Roma, Ferragosto. L'esuberante Bruno Cortona (Vittorio Gassman), quarantenne estroverso, edonista, seduttore, facilone, fallito (vive di espedienti), separato dalla moglie, con l'unica figlia di sedici anni Lilli (Catherine Spaak) fidanzata all'anziano industrialotto Bibi (Claudio Gora), incontra casualmente il timido, ben educato, riservato universitario Roberto Mariani (Jean-Louis Trintignant).

Questi, dopo una leggera titubanza (deve studiare), è affascinato dall'irruenza e dalla furia di vivere dell'immatuto quarantenne, e ben volentieri parte per una breve e pazza giornata, per un italianissimo on the road sulla Lancia Aurelia spider «decappottabile e supercompressa» (simbolo del ritrovato benessere del Paese nda) dell'occasionale, freschissimo e già inseparabile amicone.

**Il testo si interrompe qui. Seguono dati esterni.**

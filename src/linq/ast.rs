//! The aggregation pipeline as a tree of stages, filters and expressions. Every node renders to
//! the BSON the server expects.

#![allow(missing_docs)]

use crate::bson::{doc, Bson, Document};

/// An aggregation expression operator.
#[derive(Clone, Copy, Debug, PartialEq, Eq, Hash)]
#[non_exhaustive]
pub enum AstOperator {
    Add,
    Subtract,
    Multiply,
    Divide,
    Mod,
    Eq,
    Ne,
    Gt,
    Gte,
    Lt,
    Lte,
    And,
    Or,
    Not,
    In,
    Size,
    Sum,
    Min,
    Max,
    Avg,
    First,
    Last,
}

impl AstOperator {
    fn name(self) -> &'static str {
        match self {
            Self::Add => "$add",
            Self::Subtract => "$subtract",
            Self::Multiply => "$multiply",
            Self::Divide => "$divide",
            Self::Mod => "$mod",
            Self::Eq => "$eq",
            Self::Ne => "$ne",
            Self::Gt => "$gt",
            Self::Gte => "$gte",
            Self::Lt => "$lt",
            Self::Lte => "$lte",
            Self::And => "$and",
            Self::Or => "$or",
            Self::Not => "$not",
            Self::In => "$in",
            Self::Size => "$size",
            Self::Sum => "$sum",
            Self::Min => "$min",
            Self::Max => "$max",
            Self::Avg => "$avg",
            Self::First => "$first",
            Self::Last => "$last",
        }
    }
}

/// An aggregation expression.
#[derive(Clone, Debug, PartialEq)]
#[non_exhaustive]
pub enum AstExpression {
    Constant(Bson),
    /// A field of the current document, by dotted path.
    Field(String),
    /// A variable such as `ROOT` or one bound by `$map`, possibly followed by a dotted path.
    Variable(String),
    Operator {
        operator: AstOperator,
        args: Vec<AstExpression>,
    },
    ComputedDocument(Vec<(String, AstExpression)>),
    Map {
        input: Box<AstExpression>,
        variable: String,
        body: Box<AstExpression>,
    },
}

impl AstExpression {
    pub(crate) const ROOT: &'static str = "ROOT";

    pub(crate) fn root() -> Self {
        Self::Variable(Self::ROOT.to_string())
    }

    pub(crate) fn field(path: impl Into<String>) -> Self {
        Self::Field(path.into())
    }

    pub(crate) fn operator(operator: AstOperator, args: Vec<AstExpression>) -> Self {
        Self::Operator { operator, args }
    }

    /// The expression for `name` inside the value of this one, when that can be written as a
    /// path.
    pub(crate) fn sub_field(&self, name: &str) -> Option<Self> {
        match self {
            Self::Variable(variable) if variable == Self::ROOT => Some(Self::Field(name.into())),
            Self::Field(path) => Some(Self::Field(format!("{path}.{name}"))),
            Self::Variable(variable) => Some(Self::Variable(format!("{variable}.{name}"))),
            _ => None,
        }
    }

    /// The dotted path of a plain field reference.
    pub(crate) fn field_path(&self) -> Option<&str> {
        match self {
            Self::Field(path) => Some(path),
            _ => None,
        }
    }

    pub fn render(&self) -> Bson {
        match self {
            Self::Constant(Bson::String(s)) if s.starts_with('$') => {
                Bson::Document(doc! { "$literal": s.as_str() })
            }
            Self::Constant(value) => value.clone(),
            Self::Field(path) => Bson::String(format!("${path}")),
            Self::Variable(name) => Bson::String(format!("$${name}")),
            Self::Operator { operator, args } => {
                let args = match args.as_slice() {
                    [arg] => arg.render(),
                    args => Bson::Array(args.iter().map(Self::render).collect()),
                };
                Bson::Document(doc! { operator.name(): args })
            }
            Self::ComputedDocument(fields) => Bson::Document(
                fields
                    .iter()
                    .map(|(name, value)| (name.clone(), value.render()))
                    .collect(),
            ),
            Self::Map {
                input,
                variable,
                body,
            } => Bson::Document(doc! {
                "$map": {
                    "input": input.render(),
                    "as": variable.as_str(),
                    "in": body.render(),
                }
            }),
        }
    }
}

/// A comparison of a field against a value, in query language form.
#[derive(Clone, Debug, PartialEq)]
#[non_exhaustive]
pub enum AstComparison {
    Eq(Bson),
    Ne(Bson),
    Gt(Bson),
    Gte(Bson),
    Lt(Bson),
    Lte(Bson),
    In(Vec<Bson>),
}

impl AstComparison {
    fn render(&self) -> Bson {
        let (name, value) = match self {
            // A document would read as a query on its own fields.
            Self::Eq(value) if !matches!(value, Bson::Document(_)) => return value.clone(),
            Self::Eq(value) => ("$eq", value.clone()),
            Self::Ne(value) => ("$ne", value.clone()),
            Self::Gt(value) => ("$gt", value.clone()),
            Self::Gte(value) => ("$gte", value.clone()),
            Self::Lt(value) => ("$lt", value.clone()),
            Self::Lte(value) => ("$lte", value.clone()),
            Self::In(values) => ("$in", Bson::Array(values.clone())),
        };
        Bson::Document(doc! { name: value })
    }
}

/// A query filter, as used by `$match`.
#[derive(Clone, Debug, PartialEq)]
#[non_exhaustive]
pub enum AstFilter {
    Field {
        path: String,
        comparison: AstComparison,
    },
    And(Vec<AstFilter>),
    Or(Vec<AstFilter>),
    Nor(Vec<AstFilter>),
    /// An aggregation expression evaluated against each document.
    Expr(AstExpression),
}

impl AstFilter {
    pub fn render(&self) -> Document {
        let list = |filters: &[AstFilter]| {
            Bson::Array(
                filters
                    .iter()
                    .map(|filter| Bson::Document(filter.render()))
                    .collect(),
            )
        };
        match self {
            Self::Field { path, comparison } => doc! { path.as_str(): comparison.render() },
            Self::And(filters) => doc! { "$and": list(filters.as_slice()) },
            Self::Or(filters) => doc! { "$or": list(filters.as_slice()) },
            Self::Nor(filters) => doc! { "$nor": list(filters.as_slice()) },
            Self::Expr(expression) => doc! { "$expr": expression.render() },
        }
    }
}

#[derive(Clone, Copy, Debug, PartialEq, Eq, Hash)]
#[non_exhaustive]
pub enum AstAccumulatorOperator {
    Sum,
    Min,
    Max,
    Avg,
    First,
    Last,
    Push,
}

/// A `$group` accumulator.
#[derive(Clone, Debug, PartialEq)]
pub struct AstAccumulator {
    pub operator: AstAccumulatorOperator,
    pub arg: AstExpression,
}

impl AstAccumulator {
    pub(crate) fn new(operator: AstAccumulatorOperator, arg: AstExpression) -> Self {
        Self { operator, arg }
    }

    pub fn render(&self) -> Document {
        let name = match self.operator {
            AstAccumulatorOperator::Sum => "$sum",
            AstAccumulatorOperator::Min => "$min",
            AstAccumulatorOperator::Max => "$max",
            AstAccumulatorOperator::Avg => "$avg",
            AstAccumulatorOperator::First => "$first",
            AstAccumulatorOperator::Last => "$last",
            AstAccumulatorOperator::Push => "$push",
        };
        doc! { name: self.arg.render() }
    }
}

#[derive(Clone, Debug, PartialEq)]
#[non_exhaustive]
pub enum AstProjection {
    Include,
    Exclude,
    Set(AstExpression),
}

#[derive(Clone, Copy, Debug, PartialEq, Eq, Hash)]
pub enum AstSortDirection {
    Ascending,
    Descending,
}

#[derive(Clone, Debug, PartialEq)]
pub struct AstSortField {
    pub path: String,
    pub direction: AstSortDirection,
}

/// A pipeline stage.
#[derive(Clone, Debug, PartialEq)]
#[non_exhaustive]
pub enum AstStage {
    Match(AstFilter),
    Project(Vec<(String, AstProjection)>),
    Group {
        id: AstExpression,
        fields: Vec<(String, AstAccumulator)>,
    },
    Sort(Vec<AstSortField>),
    /// Unwinds the array at a field path.
    Unwind(String),
    ReplaceRoot(AstExpression),
    Skip(i64),
    Limit(i64),
}

impl AstStage {
    pub fn render(&self) -> Document {
        match self {
            Self::Match(filter) => doc! { "$match": filter.render() },
            Self::Project(fields) => {
                let body: Document = fields
                    .iter()
                    .map(|(path, projection)| {
                        let value = match projection {
                            AstProjection::Include => Bson::Int32(1),
                            AstProjection::Exclude => Bson::Int32(0),
                            // A bare number or boolean would read as an inclusion.
                            AstProjection::Set(AstExpression::Constant(value)) => {
                                Bson::Document(doc! { "$literal": value.clone() })
                            }
                            AstProjection::Set(expression) => expression.render(),
                        };
                        (path.clone(), value)
                    })
                    .collect();
                doc! { "$project": body }
            }
            Self::Group { id, fields } => {
                let mut body = doc! { "_id": id.render() };
                for (name, accumulator) in fields {
                    body.insert(name.as_str(), accumulator.render());
                }
                doc! { "$group": body }
            }
            Self::Sort(fields) => {
                let body: Document = fields
                    .iter()
                    .map(|field| {
                        let direction = match field.direction {
                            AstSortDirection::Ascending => 1,
                            AstSortDirection::Descending => -1,
                        };
                        (field.path.clone(), Bson::Int32(direction))
                    })
                    .collect();
                doc! { "$sort": body }
            }
            Self::Unwind(path) => doc! { "$unwind": format!("${path}") },
            Self::ReplaceRoot(new_root) => doc! { "$replaceRoot": { "newRoot": new_root.render() } },
            Self::Skip(count) => doc! { "$skip": *count },
            Self::Limit(count) => doc! { "$limit": *count },
        }
    }
}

Le ore passano veloci in un susseguirsi di episodi tragicomici, che danno luogo ad uno svezzamento a presa rapida fino all'epilogo, inatteso e drammatico, posto dietro una tragica curva: la morte dello studente causata dall'incoscienza dell'altro.

IL SORPASSO è un indimenticabile ritratto, frizzante e spregiudicato, dell'euforica Italia del boom, un autentico cult movie della cosiddetta commedia all'italiana, che è il capolavoro di Dino Risi.
La complementarietà dei caratteri dei due protagonisti è un supporto dalle solide basi. La sceneggiatura di Scola, Risi e Maccari è in perfetto equilibrio tra la commedia all'italiana e il dramma sociale, questo appena accennato con alcune allarmanti sequenze disseminate nel film e concluso nell'impietoso finale.

Il cialtronesco Gassman, finalmente libero, come lui stesso ammette, dai vincoli delle caratterizzazioni, dai ghigni classicheggianti, da luogo ad un inimitabile pezzo di bravura, più che mai in versione mattatore.
Distrugge con l'intuizione del superficiale i luoghi comuni che il giovane studente (un eccellente Jean-Louis Trintignant) si era costruito in un'intera vita, sui suoi parenti. Libera lo charme opaco di una zia del suo amico. In ogni spostamento, dalla Roma deserta, quasi metafisica, del mattino di Ferragosto e lungo le strade della Versilia fino alla Costa Azzurra, si gioca la sua dignità e persino la figura di padre. La partita a ping-pong con il "fidanzato" della figlia è al riguardo esemplare.
Davvero da incorniciare quel suo personaggio, cinico e generoso, aggressivo e sbruffone, volgare e malinconico.

Dino Risi, in un film veramente «epocale» (annata 1962), ha intrecciato con la sapienza di una vecchia volpe,la commedia dell'italianità e le perfidie del caso, la comicità e la tragedia, costruendo attorno alla sua coppia mal assortita un pungente spaccato della nuova Italia delle vacanze e della belle macchine, degli elettrodomestici e di una timida libertà sessuale, delle prime «seconde case» e del twist.

Spettacolare la colonna sonora, che unisce in un perfetto medley "Vecchio frac" e "Guarda come dondolo", regalandoci per sempre il profumo di un'epoca.